Opening the door, I am surprised to not see my father with my mother but Karen instead. “Son. You look well,” Mom says, giving me her hand to kiss before her cheek.

“As do you, mother. Karen.” I acknowledge her with a nod ahead. I don’t miss the slight pinch of her face. I assume she expected something else in the greeting, but I can’t tell you. “Mother, did you forget I was coming by?”

“No, of course not. It was mere hours ago you had the message delivered to me.”

“I see. Well, I am sure I mentioned it needed to be talked to you. It was a private matter.” Her smile fools no one, and neither does the underhandedness of her choice.

“Well, I invited Karen because I assume it is wedding details, and she is an event planner.” My temple begins to throb because she is raising my blood pressure. I unbutton the top of my shirt, about to tell her just that, when she thwarts me. “As a matter of fact, she was just telling me how she received this last-minute invitation to some event or another that she can’t turn down but now, she’s in a rush trying to find a date. I suggested you might escort her.” she announces this like it is a fact she has announced and decided. What the fuck is she playing at?

She is saved momentarily by the arrival of Helen with my water. I rip it from her hands, open it, and chug it down, willing myself to remain calm. Out of the corner of my eye, Ican see Karen begin to fidget, perhaps rethinking her choice to align with my mother. Everyone knows I am unpredictable when pushed. My mother, no shocker, is holding steadfast as she has reigned over everything for far too long. Well, too bad for her. I plan on tearing that monarchy down quickly.

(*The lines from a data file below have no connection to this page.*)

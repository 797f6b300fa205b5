//! Configuration file support
//!
//! Loads server configuration from TOML files. Every section except
//! `[server]` may be omitted, as may any optional field; missing values
//! fall back to the built-in defaults.

use serde::{Deserialize, Serialize};
use std::path::{Path, PathBuf};

use crate::config::{ProbeConfig, ResolverConfig, ServerConfig, StorageConfig, TranscoderConfig};

/// Configuration file format
#[derive(Debug, Clone, Serialize, Deserialize)]
pub struct ConfigFile {
    /// Server settings
    pub server: ServerSettings,
    /// Storage settings
    pub storage: Option<StorageSettings>,
    /// Transcoder settings
    pub transcoder: Option<TranscoderSettings>,
    /// Probe settings
    pub probe: Option<ProbeSettings>,
    /// Resolver settings
    pub resolver: Option<ResolverSettings>,
    /// Logging settings
    pub logging: Option<LoggingSettings>,
}

#[derive(Debug, Clone, Serialize, Deserialize)]
pub struct ServerSettings {
    /// Host address to bind to
    pub host: String,
    /// Port to listen on
    pub port: u16,
    /// Enable CORS
    pub cors_enabled: Option<bool>,
    /// Maximum upload size in MB
    pub max_upload_mb: Option<usize>,
}

#[derive(Debug, Clone, Serialize, Deserialize)]
pub struct StorageSettings {
    pub segment_dir: Option<PathBuf>,
    pub upload_dir: Option<PathBuf>,
}

#[derive(Debug, Clone, Serialize, Deserialize)]
pub struct TranscoderSettings {
    pub ffmpeg_path: Option<PathBuf>,
    pub video_codec: Option<String>,
    pub crf: Option<u32>,
    pub preset: Option<String>,
    pub tune: Option<String>,
    pub keyframe_interval_secs: Option<u32>,
    pub segment_duration_secs: Option<u32>,
    pub window_size: Option<u32>,
    pub audio_codec: Option<String>,
    pub audio_bitrate: Option<String>,
    pub user_agent: Option<String>,
    pub grace_period_ms: Option<u64>,
    pub settle_delay_ms: Option<u64>,
}

#[derive(Debug, Clone, Serialize, Deserialize)]
pub struct ProbeSettings {
    pub ffprobe_path: Option<PathBuf>,
    pub timeout_secs: Option<u64>,
}

#[derive(Debug, Clone, Serialize, Deserialize)]
pub struct ResolverSettings {
    pub ytdlp_path: Option<PathBuf>,
    pub allowed_hosts: Option<Vec<String>>,
    pub timeout_secs: Option<u64>,
}

#[derive(Debug, Clone, Serialize, Deserialize)]
pub struct LoggingSettings {
    /// Log level (trace, debug, info, warn, error)
    pub level: String,
    /// Output format (json, pretty)
    pub format: Option<String>,
}

impl ConfigFile {
    /// Load configuration from a TOML file
    pub fn from_file<P: AsRef<Path>>(path: P) -> Result<Self, Box<dyn std::error::Error>> {
        let content = std::fs::read_to_string(path.as_ref())?;
        let config: ConfigFile = toml::from_str(&content)?;
        Ok(config)
    }

    /// Save configuration to a TOML file
    pub fn to_file<P: AsRef<Path>>(&self, path: P) -> Result<(), Box<dyn std::error::Error>> {
        let content = toml::to_string_pretty(self)?;
        std::fs::write(path.as_ref(), content)?;
        Ok(())
    }

    /// Generate default configuration file
    pub fn default_config() -> Self {
        let defaults = ServerConfig::default();
        let storage = defaults.storage;
        let transcoder = defaults.transcoder;
        let probe = defaults.probe;
        let resolver = defaults.resolver;

        Self {
            server: ServerSettings {
                host: defaults.host,
                port: defaults.port,
                cors_enabled: Some(defaults.cors_enabled),
                max_upload_mb: Some(defaults.max_upload_mb),
            },
            storage: Some(StorageSettings {
                segment_dir: Some(storage.segment_dir),
                upload_dir: Some(storage.upload_dir),
            }),
            transcoder: Some(TranscoderSettings {
                ffmpeg_path: Some(transcoder.ffmpeg_path),
                video_codec: Some(transcoder.video_codec),
                crf: Some(transcoder.crf),
                preset: Some(transcoder.preset),
                tune: Some(transcoder.tune),
                keyframe_interval_secs: Some(transcoder.keyframe_interval_secs),
                segment_duration_secs: Some(transcoder.segment_duration_secs),
                window_size: Some(transcoder.window_size),
                audio_codec: Some(transcoder.audio_codec),
                audio_bitrate: Some(transcoder.audio_bitrate),
                user_agent: Some(transcoder.user_agent),
                grace_period_ms: Some(transcoder.grace_period_ms),
                settle_delay_ms: Some(transcoder.settle_delay_ms),
            }),
            probe: Some(ProbeSettings {
                ffprobe_path: Some(probe.ffprobe_path),
                timeout_secs: Some(probe.timeout_secs),
            }),
            resolver: Some(ResolverSettings {
                ytdlp_path: Some(resolver.ytdlp_path),
                allowed_hosts: Some(resolver.allowed_hosts),
                timeout_secs: Some(resolver.timeout_secs),
            }),
            logging: Some(LoggingSettings {
                level: defaults.log_level,
                format: Some(defaults.log_format),
            }),
        }
    }

    /// Convert to ServerConfig
    pub fn into_server_config(self) -> ServerConfig {
        let defaults = ServerConfig::default();

        let storage = match self.storage {
            Some(s) => StorageConfig {
                segment_dir: s.segment_dir.unwrap_or(defaults.storage.segment_dir),
                upload_dir: s.upload_dir.unwrap_or(defaults.storage.upload_dir),
            },
            None => defaults.storage,
        };

        let transcoder = match self.transcoder {
            Some(t) => {
                let d = defaults.transcoder;
                TranscoderConfig {
                    ffmpeg_path: t.ffmpeg_path.unwrap_or(d.ffmpeg_path),
                    video_codec: t.video_codec.unwrap_or(d.video_codec),
                    crf: t.crf.unwrap_or(d.crf),
                    preset: t.preset.unwrap_or(d.preset),
                    tune: t.tune.unwrap_or(d.tune),
                    keyframe_interval_secs: t
                        .keyframe_interval_secs
                        .unwrap_or(d.keyframe_interval_secs),
                    segment_duration_secs: t
                        .segment_duration_secs
                        .unwrap_or(d.segment_duration_secs),
                    window_size: t.window_size.unwrap_or(d.window_size),
                    audio_codec: t.audio_codec.unwrap_or(d.audio_codec),
                    audio_bitrate: t.audio_bitrate.unwrap_or(d.audio_bitrate),
                    user_agent: t.user_agent.unwrap_or(d.user_agent),
                    grace_period_ms: t.grace_period_ms.unwrap_or(d.grace_period_ms),
                    settle_delay_ms: t.settle_delay_ms.unwrap_or(d.settle_delay_ms),
                }
            }
            None => defaults.transcoder,
        };

        let probe = match self.probe {
            Some(p) => ProbeConfig {
                ffprobe_path: p.ffprobe_path.unwrap_or(defaults.probe.ffprobe_path),
                timeout_secs: p.timeout_secs.unwrap_or(defaults.probe.timeout_secs),
            },
            None => defaults.probe,
        };

        let resolver = match self.resolver {
            Some(r) => ResolverConfig {
                ytdlp_path: r.ytdlp_path.unwrap_or(defaults.resolver.ytdlp_path),
                allowed_hosts: r.allowed_hosts.unwrap_or(defaults.resolver.allowed_hosts),
                timeout_secs: r.timeout_secs.unwrap_or(defaults.resolver.timeout_secs),
            },
            None => defaults.resolver,
        };

        let (log_level, log_format) = match self.logging {
            Some(l) => (l.level, l.format.unwrap_or(defaults.log_format)),
            None => (defaults.log_level, defaults.log_format),
        };

        ServerConfig {
            host: self.server.host,
            port: self.server.port,
            cors_enabled: self.server.cors_enabled.unwrap_or(defaults.cors_enabled),
            log_level,
            log_format,
            max_upload_mb: self.server.max_upload_mb.unwrap_or(defaults.max_upload_mb),
            storage,
            transcoder,
            probe,
            resolver,
        }
    }
}

/// Generate default configuration file at the specified path
pub fn generate_default_config<P: AsRef<Path>>(path: P) -> Result<(), Box<dyn std::error::Error>> {
    let config = ConfigFile::default_config();
    config.to_file(path)?;
    Ok(())
}

/// Load the configuration at `path`, falling back to defaults when the file
/// is missing or unreadable.
pub fn load_or_default<P: AsRef<Path>>(path: P) -> ServerConfig {
    let path = path.as_ref();
    if !path.exists() {
        tracing::info!("No config file at {}, using defaults", path.display());
        return ServerConfig::default();
    }

    match ConfigFile::from_file(path) {
        Ok(cf) => cf.into_server_config(),
        Err(e) => {
            tracing::warn!(
                "Failed to load config file {}: {}. Using defaults.",
                path.display(),
                e
            );
            ServerConfig::default()
        }
    }
}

Her high-handed attitude and the bravado she is displaying right is pissing me off, and I am done with it. Standing up, I slam the bottle on the desk, march over to her, and grab her by her arm, pulling her toward the door.

“Lincoln! What is the meaning of this? I would kindly like for you to release my arm this instant.” She tries to posture in front of her guest. Ignoring her demand, I pull her into the hallway and talk as low and precise as possible.

“I don’t know what the fuck you’re playing at, mother, but this shit stops now. November is my fiancée, and she is going to be my wife. She is the love of my life and will be my children's mother. You are either going to get on board or miss the train.”